Eitan Zahavi wrote:
Leonid just sent an example for a race that might happen if the SM is to be the maintainer of the data.
The race Leonid mentioned is a client sending a request when the SM is down. That request will fail, so there's no data for the SM to maintain for that node. That's a retry condition that the client must deal with.
[EZ] The SM is a single entity that has to respond to all requests from the entire cluster. (Even redirection requests). When you require that SM to also provide transaction safe storage or even worse then that consistency with multiple standby SMs you worsen the problem. The clients on the their side only need to maintain their own registrations.
I don't believe that there's any requirement that the SM be a single system.

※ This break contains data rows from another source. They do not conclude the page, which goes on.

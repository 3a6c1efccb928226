use crate::error::Error;

/// Wire version of the algorithm. `V0x13` is the RFC 9106 default; `V0x10`
/// is kept for compatibility with the original Argon2 specification.
#[derive(Clone, Copy, Debug, PartialEq, Eq, Hash)]
pub enum Version {
    V0x10 = 0x10,
    V0x13 = 0x13,
}

impl Default for Version {
    fn default() -> Self {
        Version::V0x13
    }
}

impl Version {
    pub(crate) fn as_u32(self) -> u32 {
        self as u32
    }

    /// Whether pass `pass` should XOR into the existing block contents
    /// rather than overwrite them. Only `V0x13` does this, and only from
    /// the second pass onward.
    pub(crate) fn xor_existing(self, pass: u32) -> bool {
        matches!(self, Version::V0x13) && pass > 0
    }
}

impl TryFrom<u32> for Version {
    type Error = Error;

    fn try_from(value: u32) -> Result<Self, Error> {
        match value {
            0x10 => Ok(Version::V0x10),
            0x13 => Ok(Version::V0x13),
            _ => Err(Error::IncorrectVersion),
        }
    }
}
use crate::error::Error;

/// Which of the three Argon2 indexing disciplines to run.
#[derive(Clone, Copy, Debug, PartialEq, Eq, Hash)]
pub enum Variant {
    /// Data-dependent addressing throughout. Fastest, vulnerable to
    /// cache-timing side channels.
    Argon2d = 0,
    /// Data-independent addressing throughout. Slower, side-channel
    /// resistant.
    Argon2i = 1,
    /// Data-independent for the first two slices of pass 0, data-dependent
    /// everywhere else.
    Argon2id = 2,
}

impl Variant {
    pub(crate) fn as_u32(self) -> u32 {
        self as u32
    }

    /// Whether blocks at this `(pass, slice)` are filled with
    /// data-independent addressing.
    pub(crate) fn data_independent_addressing(self, pass: u32, slice: u32) -> bool {
        match self {
            Variant::Argon2d => false,
            Variant::Argon2i => true,
            Variant::Argon2id => pass == 0 && slice < crate::params::SYNC_POINTS / 2,
        }
    }
}

impl TryFrom<u32> for Variant {
    type Error = Error;

    fn try_from(value: u32) -> Result<Self, Error> {
        match value {
            0 => Ok(Variant::Argon2d),
            1 => Ok(Variant::Argon2i),
            2 => Ok(Variant::Argon2id),
            _ => Err(Error::IncorrectType),
        }
    }
}
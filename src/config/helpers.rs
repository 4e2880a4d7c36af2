use std::path::{Path, PathBuf};

use crate::value::Value;

/// Expand a leading `~/` against the user's home directory. Relative and
/// absolute paths pass through untouched; when no home directory can be
/// determined the raw path is used as-is.
pub(super) fn resolve_config_path(path: &Path) -> PathBuf {
    if let Some(raw) = path.to_str() {
        if let Some(rest) = raw.strip_prefix("~/") {
            if let Some(home) = dirs::home_dir() {
                return home.join(rest);
            }
        }
    }
    path.to_path_buf()
}

/// A platform or test suite is enabled unless it carries an explicit
/// `enabled` field that coerced to `false`; an absent field defaults to
/// enabled.
pub(super) fn is_enabled(entry: &Value) -> bool {
    match entry.as_map().and_then(|fields| fields.get("enabled")) {
        Some(Value::Bool(false)) => false,
        _ => true,
    }
}
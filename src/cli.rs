//! Command-line arguments and dispatch for the `harness-cfg` binary.
//!
//! Argument parsing uses the `clap` crate with its "derive" feature for a
//! declarative, type-safe command structure. Dispatch is deliberately
//! thin: every command maps onto one library call, prints to stdout, and
//! reports problems through stderr plus the exit status.

use std::path::PathBuf;
use std::process::ExitCode;

use clap::{Parser, Subcommand};

use crate::config::HarnessConfig;
use crate::export;
use crate::utils::title_case;
use crate::value::Value;

/// The main CLI argument structure.
#[derive(Debug, Parser)]
#[command(
    name = "harness-cfg",
    version,
    about = "Configuration reader and validator for the container test matrix."
)]
pub struct HarnessArgs {
    /// Path to the configuration file.
    #[arg(required = true, value_name = "CONFIG")]
    pub config: PathBuf,

    #[command(subcommand)]
    pub command: Command,
}

/// An enumeration of all available CLI subcommands.
#[derive(Debug, Subcommand)]
pub enum Command {
    /// Check the configuration against the harness schema.
    Validate {
        /// Also report lines the reader could not place.
        #[arg(long)]
        strict: bool,
    },
    /// List enabled platform names, one per line.
    Platforms,
    /// List enabled test suite names, one per line.
    TestSuites,
    /// List the architectures of one platform, one per line.
    PlatformArchs {
        /// The platform name as declared in the configuration.
        #[arg(required = true)]
        platform: String,
    },
    /// Print the Zig target mapped for a platform/architecture pair.
    ZigTarget {
        #[arg(required = true)]
        platform: String,
        #[arg(required = true)]
        arch: String,
    },
    /// Look up a value by dotted path; mappings and sequences print as JSON.
    ConfigValue {
        #[arg(required = true, value_name = "DOTTED.PATH")]
        path: String,
    },
    /// Print a human-readable digest of the configuration.
    Summary,
}

/// Load the configuration and run one command against it.
pub fn run(args: &HarnessArgs) -> ExitCode {
    let config = match HarnessConfig::from_file(&args.config) {
        Ok(config) => config,
        Err(e) => {
            eprintln!("Error: {}", e);
            return ExitCode::FAILURE;
        }
    };
    dispatch(&config, &args.command)
}

fn dispatch(config: &HarnessConfig, command: &Command) -> ExitCode {
    match command {
        Command::Validate { strict } => validate(config, *strict),
        Command::Platforms => {
            for name in config.enabled_platforms() {
                println!("{}", name);
            }
            ExitCode::SUCCESS
        }
        Command::TestSuites => {
            for name in config.enabled_test_suites() {
                println!("{}", name);
            }
            ExitCode::SUCCESS
        }
        Command::PlatformArchs { platform } => {
            for arch in config.platform_architectures(platform) {
                println!("{}", arch);
            }
            ExitCode::SUCCESS
        }
        Command::ZigTarget { platform, arch } => match config.zig_target(platform, arch) {
            Some(target) if !target.is_empty() => {
                println!("{}", target);
                ExitCode::SUCCESS
            }
            // silent failure: scripts probe for optional targets
            _ => ExitCode::FAILURE,
        },
        Command::ConfigValue { path } => config_value(config, path),
        Command::Summary => {
            summary(config);
            ExitCode::SUCCESS
        }
    }
}

fn validate(config: &HarnessConfig, strict: bool) -> ExitCode {
    if strict {
        for warning in config.warnings() {
            eprintln!(
                "Warning: line {}: unrecognized structure: {}",
                warning.line, warning.text
            );
        }
    }
    let errors = config.validate();
    if errors.is_empty() {
        println!("Configuration is valid");
        ExitCode::SUCCESS
    } else {
        for error in &errors {
            eprintln!("Error: {}", error);
        }
        ExitCode::FAILURE
    }
}

fn config_value(config: &HarnessConfig, path: &str) -> ExitCode {
    // a found null and an absent path both fail here; only the library
    // keeps the distinction
    match config.get(path) {
        None => ExitCode::FAILURE,
        Some(value @ (Value::Map(_) | Value::Seq(_))) => {
            println!("{}", export::to_json(value));
            ExitCode::SUCCESS
        }
        Some(scalar) => match scalar_text(scalar) {
            Some(text) => {
                println!("{}", text);
                ExitCode::SUCCESS
            }
            None => ExitCode::FAILURE,
        },
    }
}

/// Plain rendering for scalar values; `None` for null and containers.
fn scalar_text(value: &Value) -> Option<String> {
    match value {
        Value::Bool(b) => Some(b.to_string()),
        Value::Int(n) => Some(n.to_string()),
        Value::Float(x) => Some(x.to_string()),
        Value::Str(s) => Some(s.clone()),
        _ => None,
    }
}

fn summary(config: &HarnessConfig) {
    println!("Configuration Summary:");
    println!("Enabled Platforms:");
    for platform in config.enabled_platforms() {
        println!("  - {}", platform);
        for arch in config.platform_architectures(&platform) {
            let target = config.zig_target(&platform, &arch).unwrap_or("unknown");
            println!("    - {} ({})", arch, target);
        }
    }

    println!("\nEnabled Test Suites:");
    for suite in config.enabled_test_suites() {
        let timeout = config
            .get(&format!("test_suites.{}.timeout", suite))
            .and_then(scalar_text);
        match timeout {
            Some(t) => println!("  - {} (timeout: {}s)", suite, t),
            None => println!("  - {} (timeout: unknown)", suite),
        }
    }

    println!("\nGlobal Timeouts:");
    for name in ["global", "build", "test", "cleanup"] {
        let value = config.get(&format!("timeouts.{}", name)).and_then(scalar_text);
        match value {
            Some(v) => println!("  - {}: {}s", title_case(name), v),
            None => println!("  - {}: unknown", title_case(name)),
        }
    }
}
use indexmap::IndexMap;

use super::*;
use crate::query;

impl HarnessConfig {
    /// Resolve a dotted path against the root mapping.
    ///
    /// Returns `None` when the path is absent. A present-but-null value
    /// resolves to `Some(&Value::Null)`; whether to conflate the two is a
    /// caller decision, not one made here.
    ///
    /// # Example
    /// ```
    /// use harness_cfg::HarnessConfig;
    ///
    /// let config = HarnessConfig::from_str("timeouts:\n  build: 600\n");
    /// let build = config.get("timeouts.build").and_then(|v| v.as_i64());
    /// assert_eq!(build, Some(600));
    /// ```
    pub fn get(&self, path: &str) -> Option<&Value> {
        query::query(&self.root, path)
    }

    /// Keys of the mapping at `path`, in declaration order.
    pub fn keys(&self, path: &str) -> Option<Vec<String>> {
        self.get(path)?
            .as_map()
            .map(|fields| fields.keys().cloned().collect())
    }

    /// Names of platforms not explicitly disabled, in source order.
    pub fn enabled_platforms(&self) -> Vec<String> {
        let Some(platforms) = self.get("platforms").and_then(Value::as_seq) else {
            return Vec::new();
        };
        platforms
            .iter()
            .filter(|p| helpers::is_enabled(p))
            .filter_map(|p| p.as_map()?.get("name")?.as_str())
            .map(str::to_string)
            .collect()
    }

    /// Names of test suites not explicitly disabled, in source order.
    pub fn enabled_test_suites(&self) -> Vec<String> {
        let Some(suites) = self.get("test_suites").and_then(Value::as_map) else {
            return Vec::new();
        };
        suites
            .iter()
            .filter(|(_, suite)| helpers::is_enabled(suite))
            .map(|(name, _)| name.clone())
            .collect()
    }

    /// Architectures declared for one platform; empty when the platform is
    /// unknown or declares none.
    pub fn platform_architectures(&self, name: &str) -> Vec<String> {
        let Some(platform) = self.platform(name) else {
            return Vec::new();
        };
        let Some(archs) = platform.get("architectures").and_then(Value::as_seq) else {
            return Vec::new();
        };
        archs
            .iter()
            .filter_map(Value::as_str)
            .map(str::to_string)
            .collect()
    }

    /// The Zig target triple mapped for a platform/architecture pair.
    ///
    /// Absent when the platform is unknown, the platform has no target
    /// map, or the architecture is not mapped; an architecture that is
    /// listed but unmapped is a validation diagnostic, never a failure
    /// here.
    pub fn zig_target(&self, platform: &str, arch: &str) -> Option<&str> {
        self.platform(platform)?
            .get("zig_target_map")?
            .as_map()?
            .get(arch)?
            .as_str()
    }

    fn platform(&self, name: &str) -> Option<&IndexMap<String, Value>> {
        self.get("platforms")?
            .as_seq()?
            .iter()
            .filter_map(Value::as_map)
            .find(|p| p.get("name").and_then(Value::as_str) == Some(name))
    }
}
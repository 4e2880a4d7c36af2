use crate::value::Value;

/// Resolve a dotted path expression against a parsed tree.
///
/// Each `.`-separated segment descends one level: a mapping key by exact
/// match, or a zero-based index into a sequence when the segment is all
/// decimal digits. Evaluation stops at the first segment that cannot
/// descend and the whole lookup is absent.
///
/// `None` means "absent", which is distinct from a found `Value::Null`;
/// callers that cannot represent the difference conflate the two at their
/// own output boundary.
pub fn query<'a>(root: &'a Value, path: &str) -> Option<&'a Value> {
    let mut current = root;
    for segment in path.split('.') {
        current = match current {
            Value::Map(fields) => fields.get(segment)?,
            Value::Seq(items) => {
                if segment.is_empty() || !segment.bytes().all(|b| b.is_ascii_digit()) {
                    return None;
                }
                let index: usize = segment.parse().ok()?;
                items.get(index)?
            }
            _ => return None,
        };
    }
    Some(current)
}

#[cfg(test)]
mod tests {
    use super::*;
    use crate::config::HarnessConfig;

    fn sample() -> HarnessConfig {
        HarnessConfig::from_str(
            "platforms:\n  - name: alpine\n    zig_target_map:\n      x86_64: x86_64-linux-musl\ntimeouts:\n  build: 600\nempty: null\n",
        )
    }

    #[test]
    fn test_mapping_descent() {
        let config = sample();
        assert_eq!(
            query(config.root(), "timeouts.build"),
            Some(&Value::Int(600))
        );
    }

    #[test]
    fn test_sequence_index_descent() {
        let config = sample();
        assert_eq!(
            query(config.root(), "platforms.0.name"),
            Some(&Value::Str("alpine".into()))
        );
        assert_eq!(
            query(config.root(), "platforms.0.zig_target_map.x86_64"),
            Some(&Value::Str("x86_64-linux-musl".into()))
        );
    }

    #[test]
    fn test_out_of_bounds_index_is_absent() {
        let config = sample();
        assert_eq!(query(config.root(), "platforms.1"), None);
    }

    #[test]
    fn test_non_numeric_segment_on_sequence_is_absent() {
        let config = sample();
        assert_eq!(query(config.root(), "platforms.first"), None);
        assert_eq!(query(config.root(), "platforms.-1"), None);
    }

    #[test]
    fn test_absent_is_distinct_from_found_null() {
        let config = sample();
        assert_eq!(query(config.root(), "empty"), Some(&Value::Null));
        assert_eq!(query(config.root(), "missing"), None);
    }

    #[test]
    fn test_descent_through_scalar_is_absent() {
        let config = sample();
        assert_eq!(query(config.root(), "timeouts.build.nested"), None);
    }

    #[test]
    fn test_empty_path_is_absent() {
        let config = sample();
        assert_eq!(query(config.root(), ""), None);
    }
}
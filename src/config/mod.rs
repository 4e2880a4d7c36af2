use std::fs;
use std::io::ErrorKind;
use std::path::Path;

use crate::error::HarnessError;
use crate::parser::{self, ParseWarning};
use crate::value::Value;

mod access;
mod helpers;
mod validation;

/// A parsed harness configuration.
///
/// Holds the root mapping produced by one parse call. The tree is immutable
/// from the caller's perspective: queries and validation read it, nothing
/// mutates it after construction. Lines the reader could not place are
/// retained as warnings for callers that want to surface them.
pub struct HarnessConfig {
    root: Value,
    warnings: Vec<ParseWarning>,
}

impl HarnessConfig {
    /// Load a configuration file.
    ///
    /// A leading `~/` in the path is expanded against the home directory.
    /// The whole file is read into memory before parsing; the only
    /// failures are I/O-level (missing or unreadable file), reported once
    /// and never retried.
    ///
    /// # Example
    /// ```ignore
    /// let config = HarnessConfig::from_file("docker-tests.yaml")?;
    /// ```
    pub fn from_file<P: AsRef<Path>>(path: P) -> Result<Self, HarnessError> {
        let resolved = helpers::resolve_config_path(path.as_ref());
        let content = fs::read_to_string(&resolved).map_err(|e| {
            let shown = resolved.to_string_lossy().to_string();
            if e.kind() == ErrorKind::NotFound {
                HarnessError::not_found(shown)
            } else {
                HarnessError::unreadable(shown, e.to_string())
            }
        })?;
        Ok(Self::from_str(&content))
    }

    /// Load from `primary`, falling back to `fallback` when the primary
    /// file is not found. When both are missing, the composed error names
    /// both paths.
    pub fn from_file_with_fallback<P: AsRef<Path>>(
        primary: P,
        fallback: P,
    ) -> Result<Self, HarnessError> {
        match Self::from_file(&primary) {
            Ok(config) => Ok(config),
            Err(HarnessError::ConfigNotFound { .. }) => {
                Self::from_file(&fallback).map_err(|e| match e {
                    HarnessError::ConfigNotFound { code, .. } => HarnessError::ConfigNotFound {
                        path: format!(
                            "{} (fallback: {})",
                            primary.as_ref().display(),
                            fallback.as_ref().display()
                        ),
                        hint: Some("Check that at least one of the config files exists".into()),
                        code,
                    },
                    other => other,
                })
            }
            Err(other) => Err(other),
        }
    }

    /// Parse from in-memory text, no file I/O.
    ///
    /// Never fails: structurally unplaceable lines are dropped from the
    /// tree and recorded in [`HarnessConfig::warnings`].
    pub fn from_str(content: &str) -> Self {
        let (root, warnings) = parser::parse_document(content);
        Self {
            root: Value::Map(root),
            warnings,
        }
    }

    /// The root mapping of the parsed document.
    pub fn root(&self) -> &Value {
        &self.root
    }

    /// Lines the reader dropped, in source order.
    pub fn warnings(&self) -> &[ParseWarning] {
        &self.warnings
    }
}
/// Uppercase the first character of a name for display headings.
pub fn title_case(name: &str) -> String {
    let mut chars = name.chars();
    match chars.next() {
        Some(first) => first.to_uppercase().collect::<String>() + chars.as_str(),
        None => String::new(),
    }
}
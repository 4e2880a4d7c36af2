use once_cell::sync::Lazy;
use regex::Regex;

use crate::value::Value;

// Decimal floating-point literals only; spellings like "inf" and "nan"
// stay plain strings.
static FLOAT_LITERAL: Lazy<Regex> =
    Lazy::new(|| Regex::new(r"^[+-]?(\d+\.?\d*|\.\d+)([eE][+-]?\d+)?$").unwrap());

/// Coerce one trimmed scalar fragment into a typed [`Value`].
///
/// This is a total function: there is no reserved or invalid token class,
/// so unrecognised text always maps to a plain string. Interpretation
/// precedence is fixed, first match wins:
///
/// 1. empty text -> `Null`
/// 2. `true`/`yes`/`on` and `false`/`no`/`off` (case-insensitive) -> `Bool`
/// 3. `null`/`none`/`~` (case-insensitive) -> `Null`
/// 4. all ASCII decimal digits -> `Int` (a leading sign falls through)
/// 5. decimal floating-point literal -> `Float`
/// 6. one matching pair of `"` or `'` -> `Str` of the inner text
/// 7. anything else -> `Str` verbatim
pub fn coerce(raw: &str) -> Value {
    if raw.is_empty() {
        return Value::Null;
    }

    match raw.to_ascii_lowercase().as_str() {
        "true" | "yes" | "on" => return Value::Bool(true),
        "false" | "no" | "off" => return Value::Bool(false),
        "null" | "none" | "~" => return Value::Null,
        _ => {}
    }

    if raw.bytes().all(|b| b.is_ascii_digit()) {
        // overflow of i64 falls through to the float branch
        if let Ok(n) = raw.parse::<i64>() {
            return Value::Int(n);
        }
    }

    if FLOAT_LITERAL.is_match(raw) {
        if let Ok(x) = raw.parse::<f64>() {
            return Value::Float(x);
        }
    }

    if raw.len() >= 2 {
        let bytes = raw.as_bytes();
        let (first, last) = (bytes[0], bytes[bytes.len() - 1]);
        if first == last && (first == b'"' || first == b'\'') {
            // no escape processing inside quotes
            return Value::Str(raw[1..raw.len() - 1].to_string());
        }
    }

    Value::Str(raw.to_string())
}
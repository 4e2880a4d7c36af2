use std::path::Path;

use crate::config::HarnessConfig;
use crate::error::HarnessError;
use crate::value::Value;

/// Render a parsed value as compact JSON.
///
/// Scalars map directly, sequences become arrays, and mappings become
/// objects with their keys in declaration order. Nulls encode as JSON
/// null.
pub fn to_json(value: &Value) -> String {
    serde_json::to_string(value).expect("a parsed value always encodes as JSON")
}

/// Render a parsed value as pretty-printed JSON.
pub fn to_json_pretty(value: &Value) -> String {
    serde_json::to_string_pretty(value).expect("a parsed value always encodes as JSON")
}

/// Read, parse, and export a configuration file as pretty JSON in one
/// call.
///
/// # Errors
/// Fails only when the file is missing or unreadable.
pub fn export_config_file<P: AsRef<Path>>(path: P) -> Result<String, HarnessError> {
    let config = HarnessConfig::from_file(path)?;
    Ok(to_json_pretty(config.root()))
}
//! Command-line interface implementation
//!
//! This module provides the CLI entry point and dispatches to submodules
//! for specific command implementations.

mod all;
mod colors;
mod missing;
mod summary;

use clap::{Args, Parser, Subcommand};
use std::path::{Path, PathBuf};
use std::process::ExitCode;

use crate::assign::{assign_colors, AssignPolicy, ColorAssignments};
use crate::compose;
use crate::config::{load_config, merge_cli_overrides, CliOverrides, FolioConfig};
use crate::inventory::{load_collection, Collection};
use crate::models::Group;
use ab_glyph::FontVec;

/// Exit codes
pub(crate) const EXIT_SUCCESS: u8 = 0;
pub(crate) const EXIT_ERROR: u8 = 1;
pub(crate) const EXIT_INVALID_ARGS: u8 = 2;

/// Subdirectory of the scan library holding the per-group scan folders.
pub(crate) const SCAN_SUBDIR: &str = "webp";

/// Cardfolio - reconcile a collection export with card scans and render gallery sheets
#[derive(Parser)]
#[command(name = "folio")]
#[command(about = "Cardfolio - render collection gallery sheets from an inventory export")]
#[command(version)]
pub struct Cli {
    #[command(subcommand)]
    pub command: Commands,
}

/// Arguments shared by every rendering command.
#[derive(Args, Debug, Clone)]
pub struct CommonArgs {
    /// Inventory export file
    #[arg(short, long, default_value = "export.csv")]
    pub inventory: PathBuf,

    /// Config file (default: discovered folio.toml, else built-in defaults)
    #[arg(long)]
    pub config: Option<PathBuf>,

    /// Scan library root (overrides config)
    #[arg(long)]
    pub assets: Option<PathBuf>,

    /// Output root (overrides config)
    #[arg(short, long)]
    pub out: Option<PathBuf>,

    /// Restrict the run to one language
    #[arg(long)]
    pub lang: Option<String>,

    /// Cards per sheet row (overrides config)
    #[arg(long)]
    pub per_row: Option<usize>,

    /// Banner/badge font file (overrides config)
    #[arg(long)]
    pub font: Option<PathBuf>,

    /// Only process these group codes (comma separated)
    #[arg(long, value_delimiter = ',')]
    pub groups: Vec<String>,

    /// Print per-asset reconciliation detail
    #[arg(short, long)]
    pub verbose: bool,
}

#[derive(Subcommand)]
pub enum Commands {
    /// Render one gallery sheet per (group, color)
    Colors {
        #[command(flatten)]
        common: CommonArgs,
    },

    /// Render missing-playset sheets across all groups, one per rarity
    Missing {
        #[command(flatten)]
        common: CommonArgs,

        /// Restrict to one rarity code (CC, UC, RR, SR, LL, EE, SP)
        #[arg(short, long)]
        rarity: Option<String>,
    },

    /// Render one combined gallery of every group
    All {
        #[command(flatten)]
        common: CommonArgs,
    },

    /// Print collection coverage without rendering
    Summary {
        #[command(flatten)]
        common: CommonArgs,
    },
}

pub fn run() -> ExitCode {
    let cli = Cli::parse();
    match cli.command {
        Commands::Colors { common } => colors::run_colors(&common),
        Commands::Missing { common, rarity } => missing::run_missing(&common, rarity.as_deref()),
        Commands::All { common } => all::run_all(&common),
        Commands::Summary { common } => summary::run_summary(&common),
    }
}

/// Everything a pass needs, built once per command invocation.
pub(crate) struct PassContext {
    pub config: FolioConfig,
    /// Groups the run covers, config order, after any --groups filter
    pub groups: Vec<Group>,
    pub collection: Collection,
    pub assignments: ColorAssignments,
    pub policy: AssignPolicy,
    pub font: Option<FontVec>,
    pub verbose: bool,
}

impl PassContext {
    /// Scan directory for one language ({assets}/{lang}/webp).
    pub fn scan_root(&self, lang: &str) -> PathBuf {
        self.config.project.assets.join(lang).join(SCAN_SUBDIR)
    }
}

/// Load config, inventory and assignments for a command. Failures print
/// an error and convert to an exit code.
pub(crate) fn build_context(common: &CommonArgs) -> Result<PassContext, ExitCode> {
    let mut config = match load_config(common.config.as_deref()) {
        Ok(c) => c,
        Err(e) => {
            eprintln!("Error: {}", e);
            return Err(ExitCode::from(EXIT_ERROR));
        }
    };

    let overrides = CliOverrides {
        assets: common.assets.clone(),
        out: common.out.clone(),
        lang: common.lang.clone(),
        per_row: common.per_row,
        font: common.font.clone(),
    };
    merge_cli_overrides(&mut config, &overrides);

    let all_groups = config.group_list();
    let groups = if common.groups.is_empty() {
        all_groups.clone()
    } else {
        let mut filtered = Vec::new();
        for code in &common.groups {
            match all_groups.iter().find(|g| &g.code == code) {
                Some(g) => filtered.push(g.clone()),
                None => {
                    eprintln!("Error: unknown group code '{}'", code);
                    return Err(ExitCode::from(EXIT_INVALID_ARGS));
                }
            }
        }
        filtered
    };

    let loaded = match load_collection(&common.inventory, &all_groups) {
        Ok(l) => l,
        Err(e) => {
            eprintln!("Error: {}", e);
            return Err(ExitCode::from(EXIT_ERROR));
        }
    };
    for warning in &loaded.warnings {
        eprintln!("Warning: line {}: {}", warning.line, warning.message);
    }

    let policy = AssignPolicy {
        enchanted_every_color: config.policy.enchanted_every_color,
    };
    let assignments = assign_colors(&loaded.collection, &policy);

    let font = match &config.render.font {
        Some(path) => match compose::load_font(path) {
            Ok(f) => Some(f),
            Err(e) => {
                eprintln!(
                    "Warning: cannot load font '{}': {}. Banners and badges will be skipped.",
                    path.display(),
                    e
                );
                None
            }
        },
        None => None,
    };

    Ok(PassContext {
        config,
        groups,
        collection: loaded.collection,
        assignments,
        policy,
        font,
        verbose: common.verbose,
    })
}

/// Cell metrics from the render config.
pub(crate) fn metrics(config: &FolioConfig) -> crate::layout::CellMetrics {
    crate::layout::CellMetrics {
        cell_width: config.render.card_width,
        cell_height: config.render.card_height,
        padding: config.render.padding,
    }
}

/// Surface selection warnings (lookup misses are debug-level detail).
pub(crate) fn report_selection(selection: &crate::gallery::Selection, verbose: bool) {
    if verbose {
        for warning in &selection.warnings {
            eprintln!("Warning: {}", warning.message);
        }
    }
}

/// Save one rendered sheet as PNG and WebP. Returns false when the PNG
/// write failed; a WebP failure only warns, matching the PNG being the
/// canonical output.
pub(crate) fn save_sheet(
    sheet: &image::RgbaImage,
    out_root: &Path,
    pass: &str,
    lang: &str,
    name: &str,
) -> bool {
    let (png_path, webp_path) = crate::output::pass_paths(out_root, pass, lang, name);

    if let Err(e) = crate::output::save_png(sheet, &png_path) {
        eprintln!("Error: failed to save '{}': {}", png_path.display(), e);
        return false;
    }
    println!("Image saved: {}", png_path.display());

    if let Err(e) = crate::output::save_webp(sheet, &webp_path) {
        eprintln!("Warning: failed to save '{}': {}", webp_path.display(), e);
    }
    true
}
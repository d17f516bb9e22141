//! Cardfolio - Command-line tool for rendering collection gallery sheets

use std::process::ExitCode;

use cardfolio::cli;

fn main() -> ExitCode {
    cli::run()
}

But I do believe that the SM should be able to recover from all SM problems without interrupting any existing communication that is occurring the fabric. SM failover or failure/restart should be as transparent to the clients (i.e the non-SM nodes in the fabric) as possible. (Btw, I also believe that the SM should run on top of a real DBMS and support SQL style queries...)
You don't want to push this problem to every application running in the fabric, so why even push it to every node in the fabric?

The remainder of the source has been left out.